OpenX

Interaction Control Library:
A Design System for Scalability

I was the Director of User Experience at OpenX for over 3 years building and managing the User Experience Design team from the ground up. I lead the team in initiatives for B2B Enterprise UX, including developing a completely new UI, a Sketch-based and Angular dev Design System, prototypes for revised workflows and external research activities. I worked directly with business stakeholders, engineers and product owners to design and deliver a comprehensive design strategy including developing user research studies on product workflows and information architecture including contextual interviews, heuristic evaluations, affinity mapping and co-design activities with external and internal customers. Fully trained in Agile scrum project management, I lead the process development work for UX, UI and ancillary teams.

OpenX Reporting: Publisher Insights Explorer

Stage 1: Reskin – Transforming the visual aesthetic for the modern age
The overall story of my time at OpenX, is one of design transformation. Through my tenure, I drove an uphill climb from taking an antiquated B2B application with custom, individually constructed UI to a more automated, Angular JS-based application built off of a UI library of crafted objects able to be constructed by any developer.


Design Principles

Our Designs are Defined by our Customers. We aim for designs that build confidence and differentiate us in the marketplace. Our designs are focused on increasing revenue for our customers and ourselves by reducing resource costs associated with ad trafficking and reporting or increasing the efficiency with which campaigns are managed.

Clear and Consistent.
Never lose sight of the forest and realize that consistency across the entire platform matters.

Details Matter.
Design aesthetics are a touchstone for our products – they look and feel superior and professional and they do this through simple, clear and personal details.

Adaptive.
We create scalable solutions for all user types from self serve customers with no knowledge of ad tech all the way to the most sophisticated ad ops manager.

Question Everything.
In every design, it’s important to be clear on the business goals and understand the problems. It’s also important to know what questions to ask to verify if a design works.


Stage 2: Establishing an Object Library
Identifying and specking the core reusable objects in our platform.


Stage 3: Building a Comprehensive Research Practice
Going from no mandate for user research, to a full service internal and external stakeholder research practice with a complete suite of tools, repeatable processes and methodologies utilized on numerous projects by the design team.

Sample research materials

Timeline for user research embedded in Agile design and development framework

Stage 4: Pattern Library – Building our Lego Bricks
Research tells us what we need to build, but not how to build it.
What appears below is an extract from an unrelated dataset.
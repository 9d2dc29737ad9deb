mod args;
mod runner;

pub(crate) use args::{Cli, Commands};
pub(crate) use runner::run;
The costs of re-architecting is high and developing new designs to be built is complex. By developing a structured framework of UI objects, new features can be developed quickly and UX can spend more time focusing on building the right things, the right way. Reduce the time cost of design, and the time cost for development by creating our own toolkits built from our own “Legos.”

Using Sketch to design all the reusable patterns, sprites and templates.


Establishing color patterns based on our brand colors rendered as Sass colors in UI

Creating object oriented templates for archetypal page types for Designers, Engineers and Product Owners to utilize in product requirement documentation.


Stage 5: The Interaction Control Library (ICL)
The UX and engineering teams worked together to take the design patterns and build out a stand-alone minisite dedicated to UI demos with code samples. This site featured real-world samples of each object, tied to production code. So any changes to these objects would be mirrored in the platform. In order to take full advantage of the patterns, the UI platform layer needed to be converted to AngularJS.

We developed component governance policies to empower designers, engineers and product owners to understand when to use each component and how. As the user interface evolves and extends, there will be a need to make modifications to components and/or create new components.

Web-based Interaction Control Library with full samples and coded elements directly tied to the platform UI

Results
The UX and engineering teams worked together to take the design patterns and build out a stand-alone minisite dedicated to UI demos with code samples. This site featured real-world samples of each object, tied to production code. So any changes to these objects would be mirrored in the platform. In order to take full advantage of the patterns, the UI platform layer needed to be converted to AngularJS.